> **WHAT TO PRODUCE**: Return every line in the entries below where the word "AgentConfig" shows up.

━━ EXCERPTED RECORDS

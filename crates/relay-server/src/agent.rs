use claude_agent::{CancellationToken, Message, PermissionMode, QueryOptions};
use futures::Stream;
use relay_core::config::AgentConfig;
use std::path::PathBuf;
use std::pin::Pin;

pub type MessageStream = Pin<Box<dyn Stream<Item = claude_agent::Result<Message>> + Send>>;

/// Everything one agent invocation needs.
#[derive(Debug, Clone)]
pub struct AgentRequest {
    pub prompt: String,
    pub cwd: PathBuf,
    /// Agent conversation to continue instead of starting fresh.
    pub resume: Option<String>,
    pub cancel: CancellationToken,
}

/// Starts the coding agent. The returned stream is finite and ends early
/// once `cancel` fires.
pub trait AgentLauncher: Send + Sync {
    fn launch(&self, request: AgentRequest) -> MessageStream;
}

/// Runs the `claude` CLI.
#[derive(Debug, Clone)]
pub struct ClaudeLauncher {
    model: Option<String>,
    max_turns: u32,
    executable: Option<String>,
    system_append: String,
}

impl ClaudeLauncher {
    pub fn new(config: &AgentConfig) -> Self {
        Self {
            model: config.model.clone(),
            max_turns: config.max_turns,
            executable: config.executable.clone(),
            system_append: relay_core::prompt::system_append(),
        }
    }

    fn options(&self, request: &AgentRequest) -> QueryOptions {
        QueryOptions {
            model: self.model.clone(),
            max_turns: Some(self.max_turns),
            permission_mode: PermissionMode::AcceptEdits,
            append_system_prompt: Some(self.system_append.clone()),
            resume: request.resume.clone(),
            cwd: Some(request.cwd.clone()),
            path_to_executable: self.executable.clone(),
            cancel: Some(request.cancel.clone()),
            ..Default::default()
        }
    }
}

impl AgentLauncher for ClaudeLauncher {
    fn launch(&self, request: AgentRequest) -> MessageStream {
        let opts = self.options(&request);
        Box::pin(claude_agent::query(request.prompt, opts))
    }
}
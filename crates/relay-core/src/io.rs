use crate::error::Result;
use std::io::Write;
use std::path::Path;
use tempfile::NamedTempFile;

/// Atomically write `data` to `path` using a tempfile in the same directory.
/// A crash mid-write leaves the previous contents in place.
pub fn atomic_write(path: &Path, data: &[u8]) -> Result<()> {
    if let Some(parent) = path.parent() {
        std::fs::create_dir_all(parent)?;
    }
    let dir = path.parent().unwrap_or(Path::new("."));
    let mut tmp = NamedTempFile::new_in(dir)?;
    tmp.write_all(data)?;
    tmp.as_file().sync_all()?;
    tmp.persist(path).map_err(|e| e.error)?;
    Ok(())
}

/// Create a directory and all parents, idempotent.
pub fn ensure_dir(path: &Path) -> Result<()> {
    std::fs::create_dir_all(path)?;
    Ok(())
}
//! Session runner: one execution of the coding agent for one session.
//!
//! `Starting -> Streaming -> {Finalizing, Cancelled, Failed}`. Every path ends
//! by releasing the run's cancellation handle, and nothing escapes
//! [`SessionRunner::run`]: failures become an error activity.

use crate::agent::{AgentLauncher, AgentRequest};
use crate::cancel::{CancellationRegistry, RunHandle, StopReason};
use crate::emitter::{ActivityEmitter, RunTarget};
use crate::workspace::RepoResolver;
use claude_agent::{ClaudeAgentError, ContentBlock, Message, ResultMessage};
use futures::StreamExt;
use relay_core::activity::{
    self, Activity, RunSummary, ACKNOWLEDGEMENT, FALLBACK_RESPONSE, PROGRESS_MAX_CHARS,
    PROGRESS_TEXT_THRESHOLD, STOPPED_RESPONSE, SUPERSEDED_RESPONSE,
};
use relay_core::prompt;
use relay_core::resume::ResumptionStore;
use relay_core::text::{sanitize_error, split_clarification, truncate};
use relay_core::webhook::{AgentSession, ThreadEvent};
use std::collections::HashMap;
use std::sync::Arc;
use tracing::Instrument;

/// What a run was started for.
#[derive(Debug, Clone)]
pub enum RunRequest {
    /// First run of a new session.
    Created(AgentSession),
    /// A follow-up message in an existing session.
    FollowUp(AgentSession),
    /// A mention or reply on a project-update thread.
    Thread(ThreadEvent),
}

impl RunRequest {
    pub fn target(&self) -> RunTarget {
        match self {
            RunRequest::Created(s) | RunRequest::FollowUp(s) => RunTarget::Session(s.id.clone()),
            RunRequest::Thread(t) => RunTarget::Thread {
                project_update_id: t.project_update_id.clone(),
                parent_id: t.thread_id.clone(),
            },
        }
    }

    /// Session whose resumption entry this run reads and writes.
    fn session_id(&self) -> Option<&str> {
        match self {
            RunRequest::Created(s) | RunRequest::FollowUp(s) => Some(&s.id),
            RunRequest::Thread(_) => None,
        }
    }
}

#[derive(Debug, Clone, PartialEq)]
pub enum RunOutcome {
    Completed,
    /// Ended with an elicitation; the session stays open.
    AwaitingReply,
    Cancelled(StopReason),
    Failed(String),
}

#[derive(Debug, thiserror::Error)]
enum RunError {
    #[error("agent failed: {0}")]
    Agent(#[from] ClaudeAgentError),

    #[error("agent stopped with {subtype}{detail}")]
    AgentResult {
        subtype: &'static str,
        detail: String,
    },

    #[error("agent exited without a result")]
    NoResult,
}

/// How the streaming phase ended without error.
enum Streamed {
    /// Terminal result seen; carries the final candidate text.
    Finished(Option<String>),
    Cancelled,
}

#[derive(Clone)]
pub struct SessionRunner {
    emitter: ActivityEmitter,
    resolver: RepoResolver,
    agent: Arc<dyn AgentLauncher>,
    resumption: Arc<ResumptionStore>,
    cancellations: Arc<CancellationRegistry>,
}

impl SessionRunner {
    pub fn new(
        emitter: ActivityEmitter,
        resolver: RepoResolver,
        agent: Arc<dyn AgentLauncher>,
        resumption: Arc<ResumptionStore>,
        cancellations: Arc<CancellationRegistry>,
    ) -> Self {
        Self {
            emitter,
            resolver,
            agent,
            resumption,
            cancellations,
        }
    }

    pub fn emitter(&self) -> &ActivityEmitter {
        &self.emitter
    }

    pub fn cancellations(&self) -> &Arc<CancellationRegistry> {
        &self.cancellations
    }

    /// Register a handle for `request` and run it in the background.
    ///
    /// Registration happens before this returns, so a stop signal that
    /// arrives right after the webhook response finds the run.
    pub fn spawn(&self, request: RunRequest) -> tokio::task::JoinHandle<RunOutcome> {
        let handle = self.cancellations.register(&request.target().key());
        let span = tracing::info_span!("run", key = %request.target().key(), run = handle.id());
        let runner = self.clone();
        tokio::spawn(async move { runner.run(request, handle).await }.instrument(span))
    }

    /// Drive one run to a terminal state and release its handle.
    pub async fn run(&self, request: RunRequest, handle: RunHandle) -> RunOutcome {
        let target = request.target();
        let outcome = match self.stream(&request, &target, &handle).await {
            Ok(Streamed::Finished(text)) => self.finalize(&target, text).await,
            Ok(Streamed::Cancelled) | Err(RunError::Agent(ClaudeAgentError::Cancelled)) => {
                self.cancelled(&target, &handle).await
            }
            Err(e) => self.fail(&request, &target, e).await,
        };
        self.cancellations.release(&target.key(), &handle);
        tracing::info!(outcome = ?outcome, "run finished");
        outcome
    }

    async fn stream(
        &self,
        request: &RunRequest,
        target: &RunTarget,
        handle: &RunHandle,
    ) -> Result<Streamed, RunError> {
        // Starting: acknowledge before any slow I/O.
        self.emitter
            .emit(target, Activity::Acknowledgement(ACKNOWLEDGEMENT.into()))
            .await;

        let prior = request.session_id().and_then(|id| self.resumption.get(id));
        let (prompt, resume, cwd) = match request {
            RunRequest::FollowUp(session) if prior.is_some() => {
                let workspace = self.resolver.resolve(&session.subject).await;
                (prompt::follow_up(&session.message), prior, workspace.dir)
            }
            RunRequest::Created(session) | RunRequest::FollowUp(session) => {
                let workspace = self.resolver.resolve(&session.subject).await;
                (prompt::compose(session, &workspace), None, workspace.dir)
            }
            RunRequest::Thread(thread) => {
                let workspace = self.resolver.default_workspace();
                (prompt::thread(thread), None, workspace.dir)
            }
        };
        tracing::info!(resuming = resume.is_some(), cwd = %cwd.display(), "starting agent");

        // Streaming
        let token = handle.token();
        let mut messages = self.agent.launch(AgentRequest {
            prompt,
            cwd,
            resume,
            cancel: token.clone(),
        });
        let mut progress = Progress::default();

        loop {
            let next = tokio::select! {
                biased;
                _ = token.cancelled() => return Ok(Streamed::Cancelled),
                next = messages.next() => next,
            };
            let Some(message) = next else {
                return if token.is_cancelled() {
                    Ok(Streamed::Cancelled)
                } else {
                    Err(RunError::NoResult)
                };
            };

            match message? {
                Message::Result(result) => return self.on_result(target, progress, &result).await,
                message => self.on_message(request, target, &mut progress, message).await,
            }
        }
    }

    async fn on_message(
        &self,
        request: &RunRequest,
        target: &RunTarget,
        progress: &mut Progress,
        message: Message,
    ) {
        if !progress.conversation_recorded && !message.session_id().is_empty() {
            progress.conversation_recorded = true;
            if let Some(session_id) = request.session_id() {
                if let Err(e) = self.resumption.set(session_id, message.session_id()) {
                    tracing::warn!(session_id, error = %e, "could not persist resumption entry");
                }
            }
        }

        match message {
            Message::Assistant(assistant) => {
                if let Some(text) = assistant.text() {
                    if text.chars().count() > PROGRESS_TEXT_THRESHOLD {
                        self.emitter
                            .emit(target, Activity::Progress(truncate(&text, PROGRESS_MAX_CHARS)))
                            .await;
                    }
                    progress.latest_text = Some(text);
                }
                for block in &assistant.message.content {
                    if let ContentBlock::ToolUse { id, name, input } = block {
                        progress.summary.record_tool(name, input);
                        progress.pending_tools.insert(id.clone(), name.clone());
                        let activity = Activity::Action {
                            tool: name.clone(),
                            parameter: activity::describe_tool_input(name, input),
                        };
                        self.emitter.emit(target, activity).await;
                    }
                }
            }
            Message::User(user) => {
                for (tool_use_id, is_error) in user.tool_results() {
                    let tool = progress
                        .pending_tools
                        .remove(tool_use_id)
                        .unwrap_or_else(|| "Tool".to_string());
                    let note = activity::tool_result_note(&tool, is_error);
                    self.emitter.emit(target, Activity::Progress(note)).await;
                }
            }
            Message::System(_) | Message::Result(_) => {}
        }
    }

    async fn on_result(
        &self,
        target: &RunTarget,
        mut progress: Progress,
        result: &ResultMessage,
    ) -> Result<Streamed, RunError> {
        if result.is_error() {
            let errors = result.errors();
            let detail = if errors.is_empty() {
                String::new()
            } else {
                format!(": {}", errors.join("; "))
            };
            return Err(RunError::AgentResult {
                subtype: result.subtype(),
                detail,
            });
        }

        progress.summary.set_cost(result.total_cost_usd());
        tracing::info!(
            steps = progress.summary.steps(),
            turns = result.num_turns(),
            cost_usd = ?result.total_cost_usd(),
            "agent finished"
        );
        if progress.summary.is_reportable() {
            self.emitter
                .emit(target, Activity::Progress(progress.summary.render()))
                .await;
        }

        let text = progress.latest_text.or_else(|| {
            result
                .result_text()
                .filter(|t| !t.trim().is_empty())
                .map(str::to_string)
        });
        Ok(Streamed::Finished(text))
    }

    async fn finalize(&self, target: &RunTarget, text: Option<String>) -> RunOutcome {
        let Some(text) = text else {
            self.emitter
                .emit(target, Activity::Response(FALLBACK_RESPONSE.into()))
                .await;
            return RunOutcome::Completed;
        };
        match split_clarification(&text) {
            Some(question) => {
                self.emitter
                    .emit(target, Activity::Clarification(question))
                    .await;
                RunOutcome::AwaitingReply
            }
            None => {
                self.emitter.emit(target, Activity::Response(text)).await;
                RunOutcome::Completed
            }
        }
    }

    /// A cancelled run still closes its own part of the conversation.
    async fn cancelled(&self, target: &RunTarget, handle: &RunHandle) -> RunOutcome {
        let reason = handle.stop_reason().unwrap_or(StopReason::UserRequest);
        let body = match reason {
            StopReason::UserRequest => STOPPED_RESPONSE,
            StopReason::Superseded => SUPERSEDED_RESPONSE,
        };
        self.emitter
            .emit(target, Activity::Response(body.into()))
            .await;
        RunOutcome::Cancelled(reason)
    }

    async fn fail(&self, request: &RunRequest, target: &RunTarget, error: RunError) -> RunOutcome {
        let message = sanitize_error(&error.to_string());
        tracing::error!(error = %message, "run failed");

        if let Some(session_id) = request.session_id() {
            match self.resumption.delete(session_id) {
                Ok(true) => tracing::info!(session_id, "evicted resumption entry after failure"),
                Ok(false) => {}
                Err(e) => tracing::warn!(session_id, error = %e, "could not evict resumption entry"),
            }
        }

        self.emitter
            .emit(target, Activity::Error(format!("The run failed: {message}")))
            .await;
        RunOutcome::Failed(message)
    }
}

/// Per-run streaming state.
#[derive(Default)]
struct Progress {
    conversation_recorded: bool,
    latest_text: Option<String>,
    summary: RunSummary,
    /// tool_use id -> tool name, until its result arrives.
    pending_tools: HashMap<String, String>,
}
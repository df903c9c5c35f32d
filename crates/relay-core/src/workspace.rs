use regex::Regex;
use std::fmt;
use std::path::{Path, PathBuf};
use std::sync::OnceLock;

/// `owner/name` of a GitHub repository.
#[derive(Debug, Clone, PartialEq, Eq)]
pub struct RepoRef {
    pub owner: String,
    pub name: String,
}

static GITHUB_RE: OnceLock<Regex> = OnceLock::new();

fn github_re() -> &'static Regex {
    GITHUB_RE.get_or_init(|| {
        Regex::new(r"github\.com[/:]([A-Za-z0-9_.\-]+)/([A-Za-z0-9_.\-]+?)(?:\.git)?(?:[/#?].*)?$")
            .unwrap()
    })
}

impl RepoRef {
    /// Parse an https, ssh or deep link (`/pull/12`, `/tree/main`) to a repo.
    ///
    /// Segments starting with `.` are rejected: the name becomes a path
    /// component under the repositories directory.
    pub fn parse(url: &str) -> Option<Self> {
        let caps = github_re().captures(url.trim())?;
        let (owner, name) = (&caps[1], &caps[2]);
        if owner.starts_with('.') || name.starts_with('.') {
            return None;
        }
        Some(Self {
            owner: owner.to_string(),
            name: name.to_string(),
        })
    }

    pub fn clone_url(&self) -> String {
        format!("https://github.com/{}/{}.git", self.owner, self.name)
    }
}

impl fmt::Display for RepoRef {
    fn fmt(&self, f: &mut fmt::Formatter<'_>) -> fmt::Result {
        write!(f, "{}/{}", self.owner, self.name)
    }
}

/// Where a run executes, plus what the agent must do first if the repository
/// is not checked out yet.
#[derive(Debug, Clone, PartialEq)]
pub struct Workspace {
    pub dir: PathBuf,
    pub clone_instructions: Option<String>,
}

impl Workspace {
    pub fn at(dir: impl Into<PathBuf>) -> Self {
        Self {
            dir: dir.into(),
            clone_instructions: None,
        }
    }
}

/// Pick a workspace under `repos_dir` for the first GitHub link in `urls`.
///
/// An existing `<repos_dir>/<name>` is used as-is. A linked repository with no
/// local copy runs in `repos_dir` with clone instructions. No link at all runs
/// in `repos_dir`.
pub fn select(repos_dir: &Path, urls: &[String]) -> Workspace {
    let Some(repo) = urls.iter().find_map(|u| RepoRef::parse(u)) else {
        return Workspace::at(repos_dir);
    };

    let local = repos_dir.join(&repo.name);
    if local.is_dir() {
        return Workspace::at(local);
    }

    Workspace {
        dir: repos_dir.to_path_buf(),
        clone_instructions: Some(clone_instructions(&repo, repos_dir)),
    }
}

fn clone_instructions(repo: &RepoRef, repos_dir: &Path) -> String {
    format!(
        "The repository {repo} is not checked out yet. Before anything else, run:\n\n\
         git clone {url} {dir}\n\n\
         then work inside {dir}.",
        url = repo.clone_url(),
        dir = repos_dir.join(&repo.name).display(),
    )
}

━━━━

> **THE COMPLETED TASK**:
use relay_core::config::AgentConfig;
    pub fn new(config: &AgentConfig) -> Self {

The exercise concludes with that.